§ What to produce
Your output should be each line from the material below that has the word "Debug".

§ Dataset entries
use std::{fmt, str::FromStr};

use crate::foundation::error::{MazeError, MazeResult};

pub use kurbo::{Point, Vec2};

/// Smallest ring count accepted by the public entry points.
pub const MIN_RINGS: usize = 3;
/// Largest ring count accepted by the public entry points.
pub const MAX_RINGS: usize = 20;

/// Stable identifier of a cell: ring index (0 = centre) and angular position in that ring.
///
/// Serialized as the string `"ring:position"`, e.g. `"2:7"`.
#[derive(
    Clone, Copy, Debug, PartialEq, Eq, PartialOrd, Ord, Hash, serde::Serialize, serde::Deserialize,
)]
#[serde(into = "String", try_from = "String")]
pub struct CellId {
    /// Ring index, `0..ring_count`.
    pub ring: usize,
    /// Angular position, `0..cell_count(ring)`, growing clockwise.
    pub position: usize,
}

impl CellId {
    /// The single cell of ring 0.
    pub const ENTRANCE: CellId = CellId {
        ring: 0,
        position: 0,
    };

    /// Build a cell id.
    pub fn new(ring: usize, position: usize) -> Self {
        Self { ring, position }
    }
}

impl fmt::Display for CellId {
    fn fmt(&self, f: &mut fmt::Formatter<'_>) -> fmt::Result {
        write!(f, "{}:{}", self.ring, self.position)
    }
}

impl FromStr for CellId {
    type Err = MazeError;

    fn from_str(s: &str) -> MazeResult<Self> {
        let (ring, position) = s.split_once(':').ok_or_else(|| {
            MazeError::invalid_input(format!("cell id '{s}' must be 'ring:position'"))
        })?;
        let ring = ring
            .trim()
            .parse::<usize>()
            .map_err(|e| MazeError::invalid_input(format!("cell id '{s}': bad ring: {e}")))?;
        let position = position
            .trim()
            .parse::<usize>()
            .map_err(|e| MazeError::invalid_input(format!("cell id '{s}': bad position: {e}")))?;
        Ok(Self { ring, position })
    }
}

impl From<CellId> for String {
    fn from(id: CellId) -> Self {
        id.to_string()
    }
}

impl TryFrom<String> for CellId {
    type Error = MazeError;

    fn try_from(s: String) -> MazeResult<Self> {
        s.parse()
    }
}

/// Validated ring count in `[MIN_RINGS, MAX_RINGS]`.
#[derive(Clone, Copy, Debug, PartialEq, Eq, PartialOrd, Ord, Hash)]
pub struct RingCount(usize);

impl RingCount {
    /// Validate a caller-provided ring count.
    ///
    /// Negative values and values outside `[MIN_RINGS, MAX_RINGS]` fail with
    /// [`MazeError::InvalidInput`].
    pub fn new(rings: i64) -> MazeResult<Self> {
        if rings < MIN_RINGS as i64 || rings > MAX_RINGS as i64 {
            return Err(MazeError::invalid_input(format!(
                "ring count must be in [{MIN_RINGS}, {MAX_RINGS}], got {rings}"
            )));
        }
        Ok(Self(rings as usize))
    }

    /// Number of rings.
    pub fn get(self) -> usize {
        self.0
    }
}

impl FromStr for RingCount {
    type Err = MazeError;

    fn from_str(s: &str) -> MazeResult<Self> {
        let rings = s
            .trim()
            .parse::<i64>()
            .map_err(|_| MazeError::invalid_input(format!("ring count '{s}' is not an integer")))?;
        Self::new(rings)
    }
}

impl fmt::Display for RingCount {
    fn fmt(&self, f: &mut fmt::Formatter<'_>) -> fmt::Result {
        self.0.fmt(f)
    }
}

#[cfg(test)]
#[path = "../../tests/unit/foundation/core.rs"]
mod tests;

§ Exercise response
    Clone, Copy, Debug, PartialEq, Eq, PartialOrd, Ord, Hash, serde::Serialize, serde::Deserialize,
#[derive(Clone, Copy, Debug, PartialEq, Eq, PartialOrd, Ord, Hash)]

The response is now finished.